::: PROVIDED INFORMATION
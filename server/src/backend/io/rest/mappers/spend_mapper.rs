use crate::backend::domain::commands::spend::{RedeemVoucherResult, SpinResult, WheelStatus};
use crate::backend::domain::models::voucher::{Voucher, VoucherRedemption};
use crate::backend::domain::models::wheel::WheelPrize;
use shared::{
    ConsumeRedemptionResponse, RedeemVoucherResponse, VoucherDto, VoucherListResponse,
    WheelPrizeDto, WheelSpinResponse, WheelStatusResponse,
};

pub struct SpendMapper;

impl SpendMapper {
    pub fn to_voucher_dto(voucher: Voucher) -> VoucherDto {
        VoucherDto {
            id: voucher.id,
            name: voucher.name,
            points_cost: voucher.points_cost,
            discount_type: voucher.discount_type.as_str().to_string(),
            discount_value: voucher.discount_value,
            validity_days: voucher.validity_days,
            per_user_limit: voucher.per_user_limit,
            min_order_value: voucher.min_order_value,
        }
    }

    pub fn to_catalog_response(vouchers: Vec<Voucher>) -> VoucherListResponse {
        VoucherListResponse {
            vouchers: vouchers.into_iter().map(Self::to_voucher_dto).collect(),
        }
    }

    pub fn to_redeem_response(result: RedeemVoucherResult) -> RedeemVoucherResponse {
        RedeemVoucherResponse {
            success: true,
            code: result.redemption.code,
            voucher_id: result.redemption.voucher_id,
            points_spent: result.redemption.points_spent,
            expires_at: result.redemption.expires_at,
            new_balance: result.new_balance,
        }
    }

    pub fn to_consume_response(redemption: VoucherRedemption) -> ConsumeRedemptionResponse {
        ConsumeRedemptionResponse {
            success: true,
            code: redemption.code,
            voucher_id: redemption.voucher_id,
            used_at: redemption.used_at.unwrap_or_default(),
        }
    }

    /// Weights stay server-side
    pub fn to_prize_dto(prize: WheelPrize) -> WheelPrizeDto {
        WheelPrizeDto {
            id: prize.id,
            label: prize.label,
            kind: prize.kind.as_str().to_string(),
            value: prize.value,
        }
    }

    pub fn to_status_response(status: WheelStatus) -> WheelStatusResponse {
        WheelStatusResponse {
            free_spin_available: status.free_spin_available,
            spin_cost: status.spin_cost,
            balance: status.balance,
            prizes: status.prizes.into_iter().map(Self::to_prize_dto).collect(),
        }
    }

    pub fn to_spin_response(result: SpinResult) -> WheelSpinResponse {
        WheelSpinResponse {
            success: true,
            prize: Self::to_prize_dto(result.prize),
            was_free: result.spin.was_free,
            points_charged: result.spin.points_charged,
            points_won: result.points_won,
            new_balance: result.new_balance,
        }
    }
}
::::::
EXERCISE DESCRIPTION:
The answer must be an exact copy of every record above.

SOLUTION BELOW:
filename server/src/backend/io/rest/mappers/spend_mapper.rs
use crate::backend::domain::commands::spend::{RedeemVoucherResult, SpinResult, WheelStatus};
use crate::backend::domain::models::voucher::{Voucher, VoucherRedemption};
use crate::backend::domain::models::wheel::WheelPrize;
use shared::{
    ConsumeRedemptionResponse, RedeemVoucherResponse, VoucherDto, VoucherListResponse,
    WheelPrizeDto, WheelSpinResponse, WheelStatusResponse,
};

pub struct SpendMapper;

impl SpendMapper {
    pub fn to_voucher_dto(voucher: Voucher) -> VoucherDto {
        VoucherDto {
            id: voucher.id,
            name: voucher.name,
            points_cost: voucher.points_cost,
            discount_type: voucher.discount_type.as_str().to_string(),
            discount_value: voucher.discount_value,
            validity_days: voucher.validity_days,
            per_user_limit: voucher.per_user_limit,
            min_order_value: voucher.min_order_value,
        }
    }

    pub fn to_catalog_response(vouchers: Vec<Voucher>) -> VoucherListResponse {
        VoucherListResponse {
            vouchers: vouchers.into_iter().map(Self::to_voucher_dto).collect(),
        }
    }

    pub fn to_redeem_response(result: RedeemVoucherResult) -> RedeemVoucherResponse {
        RedeemVoucherResponse {
            success: true,
            code: result.redemption.code,
            voucher_id: result.redemption.voucher_id,
            points_spent: result.redemption.points_spent,
            expires_at: result.redemption.expires_at,
            new_balance: result.new_balance,
        }
    }

    pub fn to_consume_response(redemption: VoucherRedemption) -> ConsumeRedemptionResponse {
        ConsumeRedemptionResponse {
            success: true,
            code: redemption.code,
            voucher_id: redemption.voucher_id,
            used_at: redemption.used_at.unwrap_or_default(),
        }
    }

    /// Weights stay server-side
    pub fn to_prize_dto(prize: WheelPrize) -> WheelPrizeDto {
        WheelPrizeDto {
            id: prize.id,
            label: prize.label,
            kind: prize.kind.as_str().to_string(),
            value: prize.value,
        }
    }

    pub fn to_status_response(status: WheelStatus) -> WheelStatusResponse {
        WheelStatusResponse {
            free_spin_available: status.free_spin_available,
            spin_cost: status.spin_cost,
            balance: status.balance,
            prizes: status.prizes.into_iter().map(Self::to_prize_dto).collect(),
        }
    }

    pub fn to_spin_response(result: SpinResult) -> WheelSpinResponse {
        WheelSpinResponse {
            success: true,
            prize: Self::to_prize_dto(result.prize),
            was_free: result.spin.was_free,
            points_charged: result.spin.points_charged,
            points_won: result.points_won,
            new_balance: result.new_balance,
        }
    }
}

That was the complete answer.